По мере того, как он приближался к ней и черты её лица становились всё более отчётливыми, он возмущался тем, что его негодование по отношению к ней ослабевало по мере того, как он приближался. Жалость, охватившая его, смешалась с
безудержным восхищением, заставив его задуматься о том, что за непатриотичные вещи
из чего он мог бы быть сделан. Она была избита, но не порвана; она по-прежнему держалась прямо, несмотря на все удары и порезы, которые, насколько он знал, она получала.
Она остановила его, «всего на мгновение», — сказала она, добавив с бледной серьёзностью: «То есть, если вы не из тех, кто считает, что со мной не следует «разговаривать».

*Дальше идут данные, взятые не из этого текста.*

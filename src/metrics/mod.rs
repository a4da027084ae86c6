//! Basic metrics instrumentation for tracking performance.
//!
//! Provides counters and duration tracking for backend HTTP requests and for
//! SMS dispatch attempts per channel.

use crate::models::ChannelKind;
use serde::Serialize;
use std::sync::atomic::{AtomicU64, Ordering};
use std::sync::Arc;
use std::time::{Duration, Instant};

/// Metrics collector shared by the client and the dispatcher.
#[derive(Debug, Clone)]
pub struct Metrics {
    /// Total number of HTTP requests made
    http_requests_total: Arc<AtomicU64>,

    /// Total number of HTTP errors
    http_errors_total: Arc<AtomicU64>,

    /// Total duration of all HTTP requests in milliseconds
    http_duration_total_ms: Arc<AtomicU64>,

    /// Destinations a dispatch was started for
    dispatch_attempts_total: Arc<AtomicU64>,

    /// Dispatches that ended in success on any channel
    dispatch_successes_total: Arc<AtomicU64>,

    /// Dispatches that failed on every channel
    dispatch_failures_total: Arc<AtomicU64>,

    /// Successes carried by the native channel
    native_successes_total: Arc<AtomicU64>,

    /// Successes carried by the messaging-app channel
    app_intent_successes_total: Arc<AtomicU64>,

    /// Native attempts that failed and fell back to the messaging app
    fallbacks_total: Arc<AtomicU64>,
}

impl Default for Metrics {
    fn default() -> Self {
        Self::new()
    }
}

impl Metrics {
    /// Create a new metrics collector.
    pub fn new() -> Self {
        Self {
            http_requests_total: Arc::new(AtomicU64::new(0)),
            http_errors_total: Arc::new(AtomicU64::new(0)),
            http_duration_total_ms: Arc::new(AtomicU64::new(0)),
            dispatch_attempts_total: Arc::new(AtomicU64::new(0)),
            dispatch_successes_total: Arc::new(AtomicU64::new(0)),
            dispatch_failures_total: Arc::new(AtomicU64::new(0)),
            native_successes_total: Arc::new(AtomicU64::new(0)),
            app_intent_successes_total: Arc::new(AtomicU64::new(0)),
            fallbacks_total: Arc::new(AtomicU64::new(0)),
        }
    }

    /// Record an HTTP request with duration.
    pub fn record_http_request(&self, duration: Duration) {
        self.http_requests_total.fetch_add(1, Ordering::Relaxed);
        self.http_duration_total_ms
            .fetch_add(duration.as_millis() as u64, Ordering::Relaxed);
    }

    /// Record an HTTP error.
    pub fn record_http_error(&self) {
        self.http_errors_total.fetch_add(1, Ordering::Relaxed);
    }

    /// Record the start of a dispatch to one destination.
    pub fn record_dispatch_attempt(&self) {
        self.dispatch_attempts_total.fetch_add(1, Ordering::Relaxed);
    }

    /// Record the channel that carried a successful dispatch.
    pub fn record_dispatch_success(&self, channel: ChannelKind) {
        self.dispatch_successes_total.fetch_add(1, Ordering::Relaxed);
        match channel {
            ChannelKind::Native => {
                self.native_successes_total.fetch_add(1, Ordering::Relaxed);
            }
            ChannelKind::AppIntent => {
                self.app_intent_successes_total
                    .fetch_add(1, Ordering::Relaxed);
            }
            ChannelKind::None => {}
        }
    }

    /// Record a dispatch that no channel could deliver.
    pub fn record_dispatch_failure(&self) {
        self.dispatch_failures_total.fetch_add(1, Ordering::Relaxed);
    }

    /// Record a fallback from the native channel to the messaging app.
    pub fn record_fallback(&self) {
        self.fallbacks_total.fetch_add(1, Ordering::Relaxed);
    }

    /// Get total HTTP requests.
    pub fn http_requests_total(&self) -> u64 {
        self.http_requests_total.load(Ordering::Relaxed)
    }

    /// Get total HTTP errors.
    pub fn http_errors_total(&self) -> u64 {
        self.http_errors_total.load(Ordering::Relaxed)
    }

    /// Get total HTTP duration in milliseconds.
    pub fn http_duration_total_ms(&self) -> u64 {
        self.http_duration_total_ms.load(Ordering::Relaxed)
    }

    /// Get average HTTP request duration in milliseconds.
    pub fn http_duration_avg_ms(&self) -> f64 {
        let total = self.http_duration_total_ms.load(Ordering::Relaxed);
        let count = self.http_requests_total.load(Ordering::Relaxed);
        if count == 0 {
            0.0
        } else {
            total as f64 / count as f64
        }
    }

    pub fn dispatch_attempts_total(&self) -> u64 {
        self.dispatch_attempts_total.load(Ordering::Relaxed)
    }

    pub fn dispatch_successes_total(&self) -> u64 {
        self.dispatch_successes_total.load(Ordering::Relaxed)
    }

    pub fn dispatch_failures_total(&self) -> u64 {
        self.dispatch_failures_total.load(Ordering::Relaxed)
    }

    pub fn native_successes_total(&self) -> u64 {
        self.native_successes_total.load(Ordering::Relaxed)
    }

    pub fn app_intent_successes_total(&self) -> u64 {
        self.app_intent_successes_total.load(Ordering::Relaxed)
    }

    pub fn fallbacks_total(&self) -> u64 {
        self.fallbacks_total.load(Ordering::Relaxed)
    }

    /// Reset all metrics to zero.
    pub fn reset(&self) {
        for counter in [
            &self.http_requests_total,
            &self.http_errors_total,
            &self.http_duration_total_ms,
            &self.dispatch_attempts_total,
            &self.dispatch_successes_total,
            &self.dispatch_failures_total,
            &self.native_successes_total,
            &self.app_intent_successes_total,
            &self.fallbacks_total,
        ] {
            counter.store(0, Ordering::Relaxed);
        }
    }

    /// Get a summary of all metrics.
    pub fn summary(&self) -> MetricsSummary {
        MetricsSummary {
            http_requests_total: self.http_requests_total(),
            http_errors_total: self.http_errors_total(),
            http_duration_total_ms: self.http_duration_total_ms(),
            http_duration_avg_ms: self.http_duration_avg_ms(),
            dispatch_attempts_total: self.dispatch_attempts_total(),
            dispatch_successes_total: self.dispatch_successes_total(),
            dispatch_failures_total: self.dispatch_failures_total(),
            native_successes_total: self.native_successes_total(),
            app_intent_successes_total: self.app_intent_successes_total(),
            fallbacks_total: self.fallbacks_total(),
        }
    }
}

/// A snapshot of metrics values.
#[derive(Debug, Clone, Serialize)]
pub struct MetricsSummary {
    pub http_requests_total: u64,
    pub http_errors_total: u64,
    pub http_duration_total_ms: u64,
    pub http_duration_avg_ms: f64,
    pub dispatch_attempts_total: u64,
    pub dispatch_successes_total: u64,
    pub dispatch_failures_total: u64,
    pub native_successes_total: u64,
    pub app_intent_successes_total: u64,
    pub fallbacks_total: u64,
}

/// Helper for timing HTTP requests.
pub struct HttpTimer {
    start: Instant,
    metrics: Metrics,
}

impl HttpTimer {
    /// Start timing an HTTP request.
    pub fn new(metrics: Metrics) -> Self {
        Self {
            start: Instant::now(),
            metrics,
        }
    }

    /// Complete the timing and record the duration.
    pub fn complete(self) {
        let duration = self.start.elapsed();
        self.metrics.record_http_request(duration);
    }

    /// Complete the timing and record as an error.
    pub fn complete_with_error(self) {
        let duration = self.start.elapsed();
        self.metrics.record_http_request(duration);
        self.metrics.record_http_error();
    }
}
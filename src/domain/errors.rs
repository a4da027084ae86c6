//! Domain validation errors.

use std::fmt;

/// Errors that can occur during domain value object validation.
#[derive(Debug, Clone, PartialEq, Eq)]
pub enum ValidationError {
    /// No phone number was provided.
    MissingPhone,

    /// The provided phone number does not have 10 to 15 digits.
    InvalidPhone(String),
}

impl fmt::Display for ValidationError {
    fn fmt(&self, f: &mut fmt::Formatter<'_>) -> fmt::Result {
        match self {
            Self::MissingPhone => write!(f, "Phone number is required"),
            Self::InvalidPhone(phone) => write!(f, "Invalid phone number: {}", phone),
        }
    }
}

impl std::error::Error for ValidationError {}
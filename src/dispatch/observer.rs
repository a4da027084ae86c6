//! Post-dispatch notifications.

use crate::models::{DispatchOutcome, SmsHistoryRecord, SmsStatus};
use crate::repositories::HistoryRepository;
use chrono::{DateTime, Utc};
use std::sync::Arc;
use tokio::task::JoinHandle;

/// Emitted once per destination after its dispatch finished.
#[derive(Debug, Clone)]
pub struct DispatchEvent {
    /// Beneficiary the destination belongs to, if any
    pub beneficiary_id: Option<i64>,
    pub beneficiary_name: Option<String>,

    /// Exact text handed to the channel
    pub message: String,

    /// Purpose tag stored with the history row
    pub sms_type: String,

    pub outcome: DispatchOutcome,

    pub completed_at: DateTime<Utc>,
}

/// Subscriber to dispatch completions.
///
/// Called inline from the send loop, so implementations must return
/// promptly and hand any I/O to a background task.
pub trait DispatchObserver: Send + Sync {
    fn on_dispatch_complete(&self, event: &DispatchEvent);
}

/// Writes an SMS history row for every beneficiary dispatch.
///
/// Writes run on spawned tasks; a failed write is logged and dropped.
pub struct HistoryRecorder {
    repository: Arc<dyn HistoryRepository>,
}

impl HistoryRecorder {
    pub fn new(repository: Arc<dyn HistoryRepository>) -> Self {
        Self { repository }
    }

    /// History row for `event`, or `None` when it has no beneficiary.
    pub fn to_record(&self, event: &DispatchEvent) -> Option<SmsHistoryRecord> {
        let beneficiary_id = event.beneficiary_id?;
        let outcome = &event.outcome;

        Some(SmsHistoryRecord {
            id: None,
            beneficiary_id,
            beneficiary_name: event.beneficiary_name.clone(),
            phone_number: outcome.contact.number().to_string(),
            message: event.message.clone(),
            sms_type: event.sms_type.clone(),
            contact_type: Some(outcome.contact.kind().as_str().to_string()),
            channel: Some(outcome.channel_used.as_str().to_string()),
            status: if outcome.success {
                SmsStatus::Sent
            } else {
                SmsStatus::Failed
            },
            error_message: outcome.error_detail.clone(),
            sent_at: event.completed_at.to_rfc3339(),
        })
    }

    /// Spawn the history write for `event`.
    pub fn record(&self, event: &DispatchEvent) -> Option<JoinHandle<()>> {
        let Some(record) = self.to_record(event) else {
            tracing::debug!(
                number = %event.outcome.contact.number(),
                "No beneficiary attached, SMS history not recorded"
            );
            return None;
        };

        let repository = self.repository.clone();
        Some(tokio::spawn(async move {
            match repository.store(&record).await {
                Ok(()) => {
                    tracing::debug!(
                        beneficiary_id = record.beneficiary_id,
                        status = record.status.as_str(),
                        "SMS history recorded"
                    );
                }
                Err(e) => {
                    tracing::warn!(
                        beneficiary_id = record.beneficiary_id,
                        "Failed to record SMS history: {}",
                        e
                    );
                }
            }
        }))
    }
}

impl DispatchObserver for HistoryRecorder {
    fn on_dispatch_complete(&self, event: &DispatchEvent) {
        let _ = self.record(event);
    }
}
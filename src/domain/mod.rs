//! Domain value objects and types.
//!
//! Phone numbers enter the system as free-form user input and leave it as
//! [`NormalizedPhone`] values. The normalizer is the only place that knows
//! about the default country code.

pub mod errors;
pub mod phone;

pub use errors::ValidationError;
pub use phone::{is_valid, normalize, NormalizedPhone, PhoneNormalizer, DEFAULT_COUNTRY_CODE};
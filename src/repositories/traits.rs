use crate::error::SmsApiResult;
use crate::models::{Beneficiary, SmsHistoryRecord, SmsStatistics, SmsStatus};
use async_trait::async_trait;

/// Repository for SMS history.
///
/// Provides abstraction over where sent messages are recorded,
/// enabling different implementations (API client, mock).
#[async_trait]
pub trait HistoryRepository: Send + Sync {
    /// Record one sent (or failed) message.
    async fn store(&self, record: &SmsHistoryRecord) -> SmsApiResult<()>;

    /// Messages recorded for a beneficiary.
    async fn history_for(&self, beneficiary_id: i64) -> SmsApiResult<Vec<SmsHistoryRecord>>;

    /// Programme-wide counters.
    async fn statistics(&self) -> SmsApiResult<SmsStatistics>;

    /// Update the status of a recorded message.
    async fn update_status(
        &self,
        sms_id: i64,
        status: SmsStatus,
        error_message: Option<&str>,
    ) -> SmsApiResult<()>;
}

/// Repository for beneficiary lookups.
#[async_trait]
pub trait BeneficiaryRepository: Send + Sync {
    /// Retrieve a single beneficiary by ID.
    async fn get(&self, id: i64) -> SmsApiResult<Beneficiary>;

    /// Most recently registered beneficiaries.
    async fn list(&self, limit: usize) -> SmsApiResult<Vec<Beneficiary>>;
}
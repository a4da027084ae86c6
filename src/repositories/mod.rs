mod api_beneficiary_repository;
mod api_history_repository;
mod traits;

pub use api_beneficiary_repository::ApiBeneficiaryRepository;
pub use api_history_repository::ApiHistoryRepository;
pub use traits::{BeneficiaryRepository, HistoryRepository};
//! Derivation of phone destinations from beneficiary records.

mod extractor;

pub use extractor::ContactExtractor;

— Нет, — сухо ответил Фред. — Возможно, я разделяю их точку зрения, но
я не считаю себя обязанным навязывать её вам таким образом.
— Понятно, — сказала она, кивнув. — Я хотела поговорить с вами о
Рэмси.
— Хорошо.
Она прикусила губу, а затем резко спросила: «Что заставило его это сделать?»

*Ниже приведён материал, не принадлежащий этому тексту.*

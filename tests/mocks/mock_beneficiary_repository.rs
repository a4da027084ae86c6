use animia_sms_dispatch::error::{SmsApiError, SmsApiResult};
use animia_sms_dispatch::models::Beneficiary;
use animia_sms_dispatch::repositories::BeneficiaryRepository;
use async_trait::async_trait;
use std::collections::HashMap;
use std::sync::{Arc, Mutex};

/// In-memory beneficiary store.
#[derive(Clone, Default)]
pub struct MockBeneficiaryRepository {
    beneficiaries: Arc<Mutex<Vec<Beneficiary>>>,
    call_counts: Arc<Mutex<HashMap<String, usize>>>,
}

impl MockBeneficiaryRepository {
    pub fn new() -> Self {
        Self::default()
    }

    pub fn add_beneficiary(&self, beneficiary: Beneficiary) {
        self.beneficiaries.lock().unwrap().push(beneficiary);
    }

    pub fn get_call_count(&self, method: &str) -> usize {
        let counts = self.call_counts.lock().unwrap();
        *counts.get(method).unwrap_or(&0)
    }

    fn track_call(&self, method: &str) {
        let mut counts = self.call_counts.lock().unwrap();
        *counts.entry(method.to_string()).or_insert(0) += 1;
    }
}

#[async_trait]
impl BeneficiaryRepository for MockBeneficiaryRepository {
    async fn get(&self, id: i64) -> SmsApiResult<Beneficiary> {
        self.track_call("get");
        self.beneficiaries
            .lock()
            .unwrap()
            .iter()
            .find(|b| b.id == id)
            .cloned()
            .ok_or_else(|| SmsApiError::NotFound(format!("Beneficiary {}", id)))
    }

    async fn list(&self, limit: usize) -> SmsApiResult<Vec<Beneficiary>> {
        self.track_call("list");
        Ok(self
            .beneficiaries
            .lock()
            .unwrap()
            .iter()
            .take(limit)
            .cloned()
            .collect())
    }
}
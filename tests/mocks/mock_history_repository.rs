use animia_sms_dispatch::error::{SmsApiError, SmsApiResult};
use animia_sms_dispatch::models::{SmsHistoryRecord, SmsStatistics, SmsStatus};
use animia_sms_dispatch::repositories::HistoryRepository;
use async_trait::async_trait;
use std::collections::HashMap;
use std::sync::{Arc, Mutex};
use std::time::Duration;

/// In-memory SMS history; stored rows get sequential ids from 1.
#[derive(Clone, Default)]
pub struct MockHistoryRepository {
    records: Arc<Mutex<Vec<SmsHistoryRecord>>>,
    call_counts: Arc<Mutex<HashMap<String, usize>>>,
    fail_writes: bool,
}

impl MockHistoryRepository {
    pub fn new() -> Self {
        Self::default()
    }

    /// Repository whose writes all fail.
    pub fn failing() -> Self {
        Self {
            fail_writes: true,
            ..Self::default()
        }
    }

    pub fn records(&self) -> Vec<SmsHistoryRecord> {
        self.records.lock().unwrap().clone()
    }

    pub fn get_call_count(&self, method: &str) -> usize {
        let counts = self.call_counts.lock().unwrap();
        *counts.get(method).unwrap_or(&0)
    }

    /// Wait until `expected` store calls arrived; writes run on spawned tasks.
    pub async fn wait_for_stores(&self, expected: usize) {
        for _ in 0..100 {
            if self.get_call_count("store") >= expected {
                return;
            }
            tokio::time::sleep(Duration::from_millis(10)).await;
        }
    }

    fn track_call(&self, method: &str) {
        let mut counts = self.call_counts.lock().unwrap();
        *counts.entry(method.to_string()).or_insert(0) += 1;
    }
}

#[async_trait]
impl HistoryRepository for MockHistoryRepository {
    async fn store(&self, record: &SmsHistoryRecord) -> SmsApiResult<()> {
        self.track_call("store");
        if self.fail_writes {
            return Err(SmsApiError::ApiError {
                status: 500,
                message: "database unavailable".to_string(),
            });
        }
        let mut records = self.records.lock().unwrap();
        let mut record = record.clone();
        record.id.get_or_insert(records.len() as i64 + 1);
        records.push(record);
        Ok(())
    }

    async fn history_for(&self, beneficiary_id: i64) -> SmsApiResult<Vec<SmsHistoryRecord>> {
        self.track_call("history_for");
        Ok(self
            .records
            .lock()
            .unwrap()
            .iter()
            .filter(|r| r.beneficiary_id == beneficiary_id)
            .cloned()
            .collect())
    }

    async fn statistics(&self) -> SmsApiResult<SmsStatistics> {
        self.track_call("statistics");
        let records = self.records.lock().unwrap();
        let successful = records.iter().filter(|r| r.status == SmsStatus::Sent).count() as u64;
        let mut beneficiaries: Vec<i64> = records.iter().map(|r| r.beneficiary_id).collect();
        beneficiaries.sort_unstable();
        beneficiaries.dedup();

        Ok(SmsStatistics {
            total_sms_sent: records.len() as u64,
            successful_sms: successful,
            failed_sms: records.len() as u64 - successful,
            beneficiaries_contacted: beneficiaries.len() as u64,
            last_sms_date: records.last().map(|r| r.sent_at.clone()),
        })
    }

    async fn update_status(
        &self,
        sms_id: i64,
        status: SmsStatus,
        error_message: Option<&str>,
    ) -> SmsApiResult<()> {
        self.track_call("update_status");
        let mut records = self.records.lock().unwrap();
        let record = records
            .iter_mut()
            .find(|r| r.id == Some(sms_id))
            .ok_or_else(|| SmsApiError::NotFound(format!("SMS {}", sms_id)))?;
        record.status = status;
        record.error_message = error_message.map(str::to_string);
        Ok(())
    }
}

«Зачислиться рядовым в регулярную армию?»
«Нет. Что заставило его вообще записаться в армию?»
«Только потому, что он такой человек», — быстро ответил Фред. «Он может быть непонятен людям, которые считают, что отправиться воевать за свою страну — это то же самое, что отправиться совершать убийст…»
Она подняла руку. “ Не могли бы вы...
“ Прошу прощения, ” тут же сказал Фред. “ Извините, но я не знаю,
просто как вам объяснить его.
“Почему?”
Он рассмеялся извиняющимся тоном. “Ну, видишь ли, насколько я понимаю, ты
не думаю, что в человеке может быть что-то, что заставляет его так сильно любить свою страну, что он...

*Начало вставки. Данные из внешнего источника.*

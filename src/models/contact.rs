//! Phone destinations derived from a beneficiary record.

use crate::domain::NormalizedPhone;
use serde::{Deserialize, Serialize};
use std::fmt;

/// Role of a phone destination.
#[derive(Debug, Clone, Copy, Serialize, Deserialize, PartialEq, Eq, Hash)]
#[serde(rename_all = "snake_case")]
pub enum ContactKind {
    /// The beneficiary's own number
    Primary,
    /// A family member's number
    Alternate,
    /// The treating doctor's number
    Doctor,
    /// An ad-hoc number not tied to a beneficiary field
    Single,
}

impl ContactKind {
    /// Label shown to health workers.
    pub fn label(&self) -> &'static str {
        match self {
            Self::Primary => "Primary Phone",
            Self::Alternate => "Alternative Phone",
            Self::Doctor => "Doctor Phone",
            Self::Single => "Phone",
        }
    }

    /// Identifier stored as `contact_type` in SMS history.
    pub fn as_str(&self) -> &'static str {
        match self {
            Self::Primary => "primary",
            Self::Alternate => "alternate",
            Self::Doctor => "doctor",
            Self::Single => "single",
        }
    }
}

impl fmt::Display for ContactKind {
    fn fmt(&self, f: &mut fmt::Formatter<'_>) -> fmt::Result {
        f.write_str(self.label())
    }
}

/// One phone destination.
///
/// Immutable once built; the number is already normalized.
#[derive(Debug, Clone, Serialize, Deserialize, PartialEq, Eq)]
pub struct Contact {
    kind: ContactKind,
    number: NormalizedPhone,
    owner_name: String,
}

impl Contact {
    pub fn new(kind: ContactKind, number: NormalizedPhone, owner_name: impl Into<String>) -> Self {
        Self {
            kind,
            number,
            owner_name: owner_name.into(),
        }
    }

    pub fn kind(&self) -> ContactKind {
        self.kind
    }

    pub fn number(&self) -> &NormalizedPhone {
        &self.number
    }

    pub fn owner_name(&self) -> &str {
        &self.owner_name
    }

    /// Prefix `message` with the recipient's name and role.
    pub fn personalize(&self, message: &str) -> String {
        format!(
            "Hello, this message is for {} ({}):\n\n{}",
            self.owner_name,
            self.kind.label(),
            message
        )
    }
}
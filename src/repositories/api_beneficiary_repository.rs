use crate::client::AsyncSmsApiClient;
use crate::error::SmsApiResult;
use crate::models::Beneficiary;
use crate::repositories::traits::BeneficiaryRepository;
use async_trait::async_trait;
use std::sync::Arc;

/// Beneficiary repository implementation using the Animia backend client.
pub struct ApiBeneficiaryRepository {
    client: Arc<dyn AsyncSmsApiClient>,
}

impl ApiBeneficiaryRepository {
    pub fn new(client: Arc<dyn AsyncSmsApiClient>) -> Self {
        Self { client }
    }
}

#[async_trait]
impl BeneficiaryRepository for ApiBeneficiaryRepository {
    async fn get(&self, id: i64) -> SmsApiResult<Beneficiary> {
        self.client.get_beneficiary(id).await
    }

    async fn list(&self, limit: usize) -> SmsApiResult<Vec<Beneficiary>> {
        self.client.get_beneficiaries(limit).await
    }
}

— Подождите! — воскликнула она. — Разве вы не думаете, что я готова немного пострадать,
лишь бы моя страна не была в беде? Разве вы не думаете, что я это делаю?
“Ну, я не хочу показаться грубой, но, конечно, мне кажется, что
ты страдаешь, потому что думаешь, что знаешь о том, что правильно, а что нет
, больше, чем кто-либо другой”.
“О, нет. Но я...”
“Вероятно, мы ничего не добьемся, споря об этом”, - сказал Фред. “Ты
спросил меня”.
“ Я просил тебя рассказать мне, почему он записался в армию.
— Проблема в том, что я не думаю, что смогу сказать это кому-то, кому нужен ответ. Он просто ушёл, конечно. В этом нет никаких сомнений. Я всегда думал, что он уйдёт первым.
— О нет! — сказала она.
— Да, я всегда так думал.
— Думаю, ты ошибался, — решительно сказала она. “Это была особая причина...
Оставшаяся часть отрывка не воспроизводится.